Alocasia cuprea (Mirror Plant) Care Guide

Updated by Funfactorium Editorial1 min readFact-checked
Photo: Frank Schulenburg · CC BY-SA 3.0
In short

Alocasia cuprea grows in Bornean forests as a low rosette with broadly oval leaves whose upper surface looks like hammered copper or bronze. The metallic sheen shifts colour with light angle, giving the plant its mirror-plant nickname. It is a slow grower indoors and wants warmth, humidity, and the same chunky aroid mix as A. baginda.

Care facts at a glance

Light
Bright indirect
Water
Water when the top third of the mix has dried.
Humidity
60–80 %
Temperature
18–27 °C
Soil
Very chunky aroid mix dominated by pumice or perlite plus orchid bark.
Toxicity
Toxic. Calcium oxalate causes oral and throat irritation if chewed. (humans) · Toxic to cats and dogs (ASPCA Alocasia listing). (pets)
Origin
Forests of Borneo.
Mature size
30 to 60 cm tall, leaves to 35 cm long.

Overview

Alocasia cuprea was described in the 1860s and remains one of the most striking alocasias in cultivation. The metallic sheen comes from cell structures in the leaf epidermis and is at its strongest in young, fully expanded leaves.

Care Priorities

  • Sharp drainage and a chunky mix — root rot is the leading killer.
  • Bright filtered light shows off the copper sheen at its best.
  • Hold humidity above 60 percent; new leaves come in deformed below this.
  • Avoid wetting the leaves; water spots show clearly on the metallic surface.

Common Problems

Yellow leaves with mushy bases is overwatering. Dull, matte upper leaf surface in older leaves is normal aging — the sheen fades as leaves get older. New leaves coming in stunted is low humidity.

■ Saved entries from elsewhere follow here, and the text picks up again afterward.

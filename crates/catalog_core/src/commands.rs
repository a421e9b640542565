//! crates/catalog_core/src/commands.rs
//!
//! The write side of the catalog: validation, id generation and defaulting for
//! books and users before they reach a store.

use crate::domain::{Book, BookPatch, NewBook, NewUser, User, UserPatch};
use crate::ports::{CatalogStore, PortError, PortResult, UserStore};
use chrono::Utc;
use regex::Regex;
use std::sync::OnceLock;
use uuid::Uuid;

const MAX_DESCRIPTION_CHARS: usize = 1000;

fn base64_regex() -> &'static Regex {
    static RE: OnceLock<Regex> = OnceLock::new();
    RE.get_or_init(|| {
        Regex::new(r"^(data:[A-Za-z0-9.+/-]+;base64,)?[A-Za-z0-9+/\r\n]+={0,2}$")
            .expect("static base64 pattern")
    })
}

fn email_regex() -> &'static Regex {
    static RE: OnceLock<Regex> = OnceLock::new();
    RE.get_or_init(|| Regex::new(r"^[^\s@]+@[^\s@]+\.[^\s@]+$").expect("static email pattern"))
}

fn today() -> String {
    Utc::now().format("%Y-%m-%d").to_string()
}

fn require(value: &str, field: &str) -> PortResult<()> {
    if value.trim().is_empty() {
        return Err(PortError::Validation(format!("Missing required field: {}", field)));
    }
    Ok(())
}

fn check_base64(value: &str, field: &str) -> PortResult<()> {
    if !base64_regex().is_match(value.trim()) {
        return Err(PortError::Validation(format!("{} must be a Base64 payload", field)));
    }
    Ok(())
}

fn check_description(value: &str) -> PortResult<()> {
    if value.chars().count() > MAX_DESCRIPTION_CHARS {
        return Err(PortError::Validation(format!(
            "description cannot exceed {} characters",
            MAX_DESCRIPTION_CHARS
        )));
    }
    Ok(())
}

fn check_email(value: &str) -> PortResult<()> {
    if !email_regex().is_match(value.trim()) {
        return Err(PortError::Validation("Invalid email format".to_string()));
    }
    Ok(())
}

//=========================================================================================
// Books
//=========================================================================================

/// Validates and persists a new internal book, returning it with its generated id.
pub async fn create_book(store: &dyn CatalogStore, new_book: NewBook) -> PortResult<Book> {
    require(&new_book.title, "title")?;
    require(&new_book.author, "author")?;
    require(&new_book.cover_image, "coverImage")?;
    require(&new_book.pdf_document, "pdfDocument")?;
    check_base64(&new_book.cover_image, "coverImage")?;
    check_base64(&new_book.pdf_document, "pdfDocument")?;
    check_description(&new_book.description)?;

    let publish_date = if new_book.publish_date.trim().is_empty() {
        today()
    } else {
        new_book.publish_date
    };

    let book = Book {
        id: Uuid::new_v4().to_string(),
        title: new_book.title.trim().to_string(),
        cover_image: new_book.cover_image.trim().to_string(),
        pdf_document: new_book.pdf_document.trim().to_string(),
        author: new_book.author.trim().to_string(),
        genre: new_book.genre,
        description: new_book.description,
        publish_date,
    };
    store.insert(book.clone()).await?;
    Ok(book)
}

/// Applies a partial update. `Ok(false)` means no book has that id.
pub async fn update_book(store: &dyn CatalogStore, id: &str, patch: BookPatch) -> PortResult<bool> {
    if patch.is_empty() {
        return Err(PortError::Validation(
            "Provide at least one field to update".to_string(),
        ));
    }
    if let Some(title) = &patch.title {
        require(title, "title")?;
    }
    if let Some(author) = &patch.author {
        require(author, "author")?;
    }
    if let Some(cover) = &patch.cover_image {
        check_base64(cover, "coverImage")?;
    }
    if let Some(pdf) = &patch.pdf_document {
        check_base64(pdf, "pdfDocument")?;
    }
    if let Some(description) = &patch.description {
        check_description(description)?;
    }
    store.update(id, patch).await
}

//=========================================================================================
// Users
//=========================================================================================

/// Validates and persists a new user.
///
/// `hash_password` turns the plain-text password into the stored hash; it runs
/// only once every other field has passed validation.
pub async fn create_user<F>(
    store: &dyn UserStore,
    new_user: NewUser,
    hash_password: F,
) -> PortResult<User>
where
    F: FnOnce(&str) -> PortResult<String>,
{
    require(&new_user.name, "name")?;
    require(&new_user.email, "email")?;
    require(&new_user.password, "password")?;
    let role = new_user
        .role
        .ok_or_else(|| PortError::Validation("Missing required field: role".to_string()))?;
    check_email(&new_user.email)?;

    let user = User {
        id: Uuid::new_v4().to_string(),
        name: new_user.name.trim().to_string(),
        email: new_user.email.trim().to_lowercase(),
        role,
        password_hash: hash_password(&new_user.password)?,
    };
    store.insert(user.clone()).await?;
    Ok(user)
}

/// Applies a partial update. `Ok(false)` means no user has that id.
pub async fn update_user(store: &dyn UserStore, id: &str, mut patch: UserPatch) -> PortResult<bool> {
    if patch.is_empty() {
        return Err(PortError::Validation(
            "Provide at least one field to update".to_string(),
        ));
    }
    if let Some(name) = &patch.name {
        require(name, "name")?;
    }
    if let Some(email) = patch.email.as_mut() {
        check_email(email)?;
        *email = email.trim().to_lowercase();
    }
    store.update(id, patch).await
}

Sources & further reading (3)
  1. encyclopedia — accessed 2026-04-28
  2. botanical-garden — accessed 2026-04-28
  3. toxicity-database — accessed 2026-04-28

Frequently asked questions

Is the copper colour natural or marketing?

It is natural. The sheen comes from layers of cells under the leaf surface that reflect light. The Red Secret cultivar emphasises a more pinkish underside.

Can I propagate it from a leaf cutting?

No. Propagate from corm divisions, like other alocasias.

Why is my cuprea always limp?

Limp leaves usually mean root issues. Unpot, check the corm — firm and pale is healthy, soft and brown is rot.